** Instructions to follow **
Report each line of the entries below that has the word "purpose" in it.

** Excerpted data **
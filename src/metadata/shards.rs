//! Category shard storage.
//!
//! One shard file per category, holding that category's partial records
//! keyed by string key. Loads go through a per-instance cache that is
//! invalidated on every save to the same shard.

use std::collections::{BTreeMap, HashMap};
use std::fs;
use std::path::{Path, PathBuf};

use tracing::warn;

use crate::error::{MetadataError, Result};
use crate::metadata::record::MetadataRecord;

/// A shard's contents: string key -> partial record.
pub type ShardContents = BTreeMap<String, MetadataRecord>;

/// Loads and saves category shard files under a metadata directory.
pub struct ShardStore {
    dir: PathBuf,
    cache: HashMap<String, ShardContents>,
}

impl ShardStore {
    pub fn new<P: AsRef<Path>>(dir: P) -> Self {
        Self {
            dir: dir.as_ref().to_path_buf(),
            cache: HashMap::new(),
        }
    }

    /// Path of a category's shard file.
    pub fn shard_path(&self, category: &str) -> PathBuf {
        self.dir.join(format!("{}.json", category))
    }

    /// Load one category's shard.
    ///
    /// Returns `ShardMissing` when the file does not exist; the caller
    /// decides whether that is drift (the index referenced it) or simply an
    /// empty store.
    pub fn load(&mut self, category: &str) -> Result<ShardContents> {
        if let Some(contents) = self.cache.get(category) {
            return Ok(contents.clone());
        }

        let path = self.shard_path(category);
        if !path.exists() {
            return Err(MetadataError::ShardMissing {
                category: category.to_string(),
                path,
            });
        }

        let content = fs::read_to_string(&path)?;
        let contents: ShardContents = serde_json::from_str(&content)?;
        self.cache.insert(category.to_string(), contents.clone());
        Ok(contents)
    }

    /// Save one category's shard in full, sorted by key.
    ///
    /// Atomic write-then-rename: a crash mid-save leaves the prior shard
    /// content intact.
    pub fn save(&mut self, category: &str, contents: &ShardContents) -> Result<()> {
        fs::create_dir_all(&self.dir)?;

        let path = self.shard_path(category);
        let temp_path = path.with_extension("json.tmp");
        let bytes = serde_json::to_vec_pretty(contents)?;
        fs::write(&temp_path, bytes)?;
        fs::rename(&temp_path, &path)?;

        self.cache.insert(category.to_string(), contents.clone());
        Ok(())
    }

    /// Delete a category's shard file (the category has no keys left).
    pub fn remove(&mut self, category: &str) -> Result<()> {
        let path = self.shard_path(category);
        if path.exists() {
            fs::remove_file(&path)?;
        }
        self.cache.remove(category);
        Ok(())
    }

    /// Drop the cached contents of one category.
    pub fn invalidate(&mut self, category: &str) {
        self.cache.remove(category);
    }

    /// Drop every cached shard.
    pub fn invalidate_all(&mut self) {
        self.cache.clear();
    }

    /// Scan the directory for shard files and return the category names.
    ///
    /// `index.json` and `defaults.json` live alongside the shards and are
    /// skipped; unreadable entries are skipped with a warning.
    pub fn scan_categories(&self) -> Result<Vec<String>> {
        let mut categories = Vec::new();

        if !self.dir.exists() {
            return Ok(categories);
        }

        for entry in fs::read_dir(&self.dir)? {
            let entry = match entry {
                Ok(entry) => entry,
                Err(e) => {
                    warn!("Skipping unreadable directory entry: {}", e);
                    continue;
                }
            };
            let path = entry.path();

            if path.extension().and_then(|s| s.to_str()) != Some("json") {
                continue;
            }
            let stem = match path.file_stem().and_then(|s| s.to_str()) {
                Some(stem) => stem,
                None => continue,
            };
            if stem == "index" || stem == "defaults" {
                continue;
            }

            categories.push(stem.to_string());
        }

        categories.sort();
        Ok(categories)
    }
}
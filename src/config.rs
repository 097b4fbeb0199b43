use std::path::PathBuf;

use anyhow::Result;

use crate::provider::Provider;

#[derive(Debug, Clone)]
pub struct Config {
    // Provider selection
    pub provider: Provider,

    // OpenAI
    pub openai_api_key: Option<String>,
    pub openai_model: String,
    pub openai_api_url: String,

    // Anthropic
    pub anthropic_api_key: Option<String>,
    pub anthropic_model: String,
    pub anthropic_api_url: String,

    // Project layout
    pub project: String,
    pub i18n_dir: PathBuf,
    pub metadata_subdir: String,
    pub res_dir: PathBuf,

    // Dispatch
    pub concurrency: usize,
}

impl Config {
    pub fn from_env() -> Result<Self> {
        Ok(Self {
            provider: std::env::var("AI_TRANSLATION_PROVIDER")
                .unwrap_or_else(|_| "openai".to_string())
                .parse()?,

            // OpenAI (key only required when the provider is selected)
            openai_api_key: std::env::var("OPENAI_API_KEY").ok(),
            openai_model: std::env::var("OPENAI_MODEL")
                .unwrap_or_else(|_| "gpt-4o".to_string()),
            openai_api_url: std::env::var("OPENAI_API_URL")
                .unwrap_or_else(|_| "https://api.openai.com/v1/chat/completions".to_string()),

            // Anthropic
            anthropic_api_key: std::env::var("ANTHROPIC_API_KEY").ok(),
            anthropic_model: std::env::var("ANTHROPIC_MODEL")
                .unwrap_or_else(|_| "claude-3-opus-20240229".to_string()),
            anthropic_api_url: std::env::var("ANTHROPIC_API_URL")
                .unwrap_or_else(|_| "https://api.anthropic.com/v1/messages".to_string()),

            // Project layout
            project: std::env::var("I18N_PROJECT").unwrap_or_else(|_| "Dive SMS".to_string()),
            i18n_dir: std::env::var("I18N_DIR")
                .map(PathBuf::from)
                .unwrap_or_else(|_| PathBuf::from("i18n")),
            metadata_subdir: std::env::var("I18N_METADATA_SUBDIR")
                .unwrap_or_else(|_| "metadata".to_string()),
            res_dir: std::env::var("I18N_RES_DIR")
                .map(PathBuf::from)
                .unwrap_or_else(|_| PathBuf::from("res")),

            // Dispatch
            concurrency: std::env::var("TRANSLATION_CONCURRENCY")
                .ok()
                .and_then(|v| v.parse().ok())
                .unwrap_or(4),
        })
    }

    /// Path of the source locale's strings file.
    pub fn source_strings_path(&self) -> PathBuf {
        self.res_dir.join("values").join("strings.json")
    }
}

#[cfg(test)]
mod tests {
    use super::*;

    fn test_config() -> Config {
        Config {
            provider: Provider::OpenAi,
            openai_api_key: Some("test-key".to_string()),
            openai_model: "gpt-4o".to_string(),
            openai_api_url: "https://api.openai.com/v1/chat/completions".to_string(),
            anthropic_api_key: None,
            anthropic_model: "claude-3-opus-20240229".to_string(),
            anthropic_api_url: "https://api.anthropic.com/v1/messages".to_string(),
            project: "Test".to_string(),
            i18n_dir: PathBuf::from("i18n"),
            metadata_subdir: "metadata".to_string(),
            res_dir: PathBuf::from("res"),
            concurrency: 4,
        }
    }

    #[test]
    fn test_source_strings_path() {
        let config = test_config();
        assert_eq!(
            config.source_strings_path(),
            PathBuf::from("res/values/strings.json")
        );
    }

    #[test]
    fn test_config_is_cloneable() {
        let config = test_config();
        let cloned = config.clone();
        assert_eq!(cloned.project, "Test");
        assert_eq!(cloned.concurrency, 4);
    }
}
//! Defaults storage.
//!
//! A single record of default field values, loaded lazily once per store
//! instance and cached for its lifetime. Any write to defaults storage must
//! go through `save`, which invalidates the cache.

use std::fs;
use std::path::{Path, PathBuf};

use serde::{Deserialize, Serialize};

use crate::error::Result;
use crate::metadata::record::DefaultsRecord;

/// The on-disk wrapper: `{"defaults": {...}}`.
#[derive(Debug, Default, Serialize, Deserialize)]
struct DefaultsFile {
    #[serde(default)]
    defaults: DefaultsRecord,
}

/// Lazily-cached defaults for one repository instance.
pub struct DefaultsStore {
    path: PathBuf,
    cache: Option<DefaultsRecord>,
}

impl DefaultsStore {
    pub fn new<P: AsRef<Path>>(path: P) -> Self {
        Self {
            path: path.as_ref().to_path_buf(),
            cache: None,
        }
    }

    /// Load the defaults record, caching it for subsequent calls.
    ///
    /// A missing file yields an empty record: merging against it is the
    /// identity.
    pub fn load(&mut self) -> Result<&DefaultsRecord> {
        if self.cache.is_none() {
            let record = if self.path.exists() {
                let content = fs::read_to_string(&self.path)?;
                let file: DefaultsFile = serde_json::from_str(&content)?;
                file.defaults
            } else {
                DefaultsRecord::default()
            };
            self.cache = Some(record);
        }

        Ok(self.cache.as_ref().expect("cache was just filled"))
    }

    /// Persist a new defaults record and invalidate the cache.
    pub fn save(&mut self, defaults: &DefaultsRecord) -> Result<()> {
        if let Some(parent) = self.path.parent() {
            fs::create_dir_all(parent)?;
        }

        let file = DefaultsFile {
            defaults: defaults.clone(),
        };
        let temp_path = self.path.with_extension("json.tmp");
        let bytes = serde_json::to_vec_pretty(&file)?;
        fs::write(&temp_path, bytes)?;
        fs::rename(&temp_path, &self.path)?;

        self.invalidate();
        Ok(())
    }

    /// Drop the cached record; the next `load` re-reads storage.
    pub fn invalidate(&mut self) {
        self.cache = None;
    }
}

#[cfg(test)]
mod tests {
    use super::*;
    use crate::metadata::record::TranslationGuidance;
    use tempfile::tempdir;

    #[test]
    fn test_missing_file_yields_empty_defaults() {
        let dir = tempdir().expect("tempdir");
        let mut store = DefaultsStore::new(dir.path().join("defaults.json"));

        let defaults = store.load().expect("load");
        assert_eq!(*defaults, DefaultsRecord::default());
    }

    #[test]
    fn test_save_and_reload() {
        let dir = tempdir().expect("tempdir");
        let path = dir.path().join("defaults.json");
        let mut store = DefaultsStore::new(&path);

        let defaults = DefaultsRecord {
            translation_guidance: Some(TranslationGuidance {
                tone: Some("neutral".to_string()),
                ..TranslationGuidance::default()
            }),
            ..DefaultsRecord::default()
        };
        store.save(&defaults).expect("save");

        let loaded = store.load().expect("load");
        assert_eq!(
            loaded
                .translation_guidance
                .as_ref()
                .and_then(|g| g.tone.as_deref()),
            Some("neutral")
        );

        // The wrapper object is what hits the disk.
        let raw = fs::read_to_string(&path).expect("read");
        assert!(raw.contains("\"defaults\""));
    }

    #[test]
    fn test_cache_until_invalidated() {
        let dir = tempdir().expect("tempdir");
        let path = dir.path().join("defaults.json");
        let mut store = DefaultsStore::new(&path);

        store.load().expect("prime the cache");

        // A write the store doesn't know about is invisible until invalidation.
        fs::write(
            &path,
            r#"{"defaults": {"purpose": "changed behind the cache"}}"#,
        )
        .expect("write");
        assert_eq!(store.load().expect("cached").purpose, None);

        store.invalidate();
        assert_eq!(
            store.load().expect("reloaded").purpose.as_deref(),
            Some("changed behind the cache")
        );
    }
}
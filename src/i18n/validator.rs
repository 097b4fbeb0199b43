//! Translation preservation checks.
//!
//! This module validates that a translated value preserves the technical
//! elements of its source string: format specifiers (in order), custom
//! `%name%` placeholders, HTML tags, and emoji. The checks are structural,
//! never linguistic.

use regex::Regex;
use std::sync::OnceLock;

/// Validation report containing errors and warnings about a translation.
#[derive(Debug, Clone, PartialEq, Eq)]
pub struct ValidationReport {
    /// Critical mismatches (a format specifier dropped or reordered)
    pub errors: Vec<String>,

    /// Non-critical issues (markup or emoji drift)
    pub warnings: Vec<String>,
}

impl ValidationReport {
    /// Create a new empty validation report
    pub fn new() -> Self {
        Self {
            errors: Vec::new(),
            warnings: Vec::new(),
        }
    }

    /// Check if the report has any errors
    pub fn has_errors(&self) -> bool {
        !self.errors.is_empty()
    }

    /// Check if the report has any warnings
    pub fn has_warnings(&self) -> bool {
        !self.warnings.is_empty()
    }

    /// Check if the report is clean (no errors or warnings)
    pub fn is_clean(&self) -> bool {
        !self.has_errors() && !self.has_warnings()
    }
}

impl Default for ValidationReport {
    fn default() -> Self {
        Self::new()
    }
}

/// Validator for translated resource values.
pub struct TranslationValidator;

// Regex patterns for extraction (cached for performance)
static SPECIFIER_REGEX: OnceLock<Regex> = OnceLock::new();
static CUSTOM_PLACEHOLDER_REGEX: OnceLock<Regex> = OnceLock::new();
static HTML_TAG_REGEX: OnceLock<Regex> = OnceLock::new();

impl TranslationValidator {
    /// Validate that a translation preserves the technical elements of the
    /// source string.
    ///
    /// Checks that:
    /// - format specifiers (`%s`, `%d`, `%1$s`, ...) appear unchanged, in the
    ///   same order
    /// - custom `%name%` placeholders are all present
    /// - HTML tags are preserved
    /// - emoji are preserved
    ///
    /// # Arguments
    /// * `source` - The source text (before translation)
    /// * `translated` - The translated text
    pub fn validate(source: &str, translated: &str) -> ValidationReport {
        let mut report = ValidationReport::new();

        // Format specifiers must match exactly, order included; a dropped or
        // reordered specifier breaks String.format at runtime.
        let source_specs = Self::extract_specifiers(source);
        let trans_specs = Self::extract_specifiers(translated);
        if source_specs != trans_specs {
            report.errors.push(format!(
                "Format specifier mismatch: source has {:?}, translation has {:?}",
                source_specs, trans_specs
            ));
        }

        // Custom placeholders are substituted by the app; order is free but
        // every one must survive.
        let source_placeholders = Self::extract_custom_placeholders(source);
        for placeholder in &source_placeholders {
            if !translated.contains(placeholder.as_str()) {
                report.warnings.push(format!(
                    "Custom placeholder {} missing from translation",
                    placeholder
                ));
            }
        }

        // HTML tags: compare the tag sequences.
        let source_tags = Self::extract_html_tags(source);
        let trans_tags = Self::extract_html_tags(translated);
        if source_tags != trans_tags {
            report.warnings.push(format!(
                "HTML tag mismatch: source has {:?}, translation has {:?}",
                source_tags, trans_tags
            ));
        }

        // Emoji must survive verbatim.
        for emoji in Self::extract_emoji(source) {
            if !translated.contains(emoji) {
                report
                    .warnings
                    .push(format!("Emoji '{}' missing from translation", emoji));
            }
        }

        report
    }

    /// Extract format specifiers in order of appearance.
    ///
    /// Matches positional (`%1$s`, `%2$d`) and plain (`%s`, `%d`, `%f`, ...)
    /// specifiers; `%%` is a literal percent and is skipped.
    pub fn extract_specifiers(text: &str) -> Vec<String> {
        let regex = SPECIFIER_REGEX
            .get_or_init(|| Regex::new(r"%(?:\d+\$)?(?:\.\d+)?[sdifgeoxX]").unwrap());

        regex
            .find_iter(text)
            .map(|m| m.as_str().to_string())
            .collect()
    }

    /// Extract custom `%name%` placeholders.
    pub fn extract_custom_placeholders(text: &str) -> Vec<String> {
        let regex = CUSTOM_PLACEHOLDER_REGEX.get_or_init(|| Regex::new(r"%\w+%").unwrap());

        regex
            .find_iter(text)
            .map(|m| m.as_str().to_string())
            .collect()
    }

    /// Extract HTML tags in order of appearance.
    pub fn extract_html_tags(text: &str) -> Vec<String> {
        let regex = HTML_TAG_REGEX.get_or_init(|| Regex::new(r"</?[a-zA-Z][^>]*>").unwrap());

        regex
            .find_iter(text)
            .map(|m| m.as_str().to_string())
            .collect()
    }

    /// Extract emoji characters.
    pub fn extract_emoji(text: &str) -> Vec<char> {
        text.chars()
            .filter(|c| {
                let cp = *c as u32;
                (0x1F000..=0x1FAFF).contains(&cp) || (0x2600..=0x27BF).contains(&cp)
            })
            .collect()
    }
}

** Solution below **
            r#"{"defaults": {"purpose": "changed behind the cache"}}"#,
        assert_eq!(store.load().expect("cached").purpose, None);
            store.load().expect("reloaded").purpose.as_deref(),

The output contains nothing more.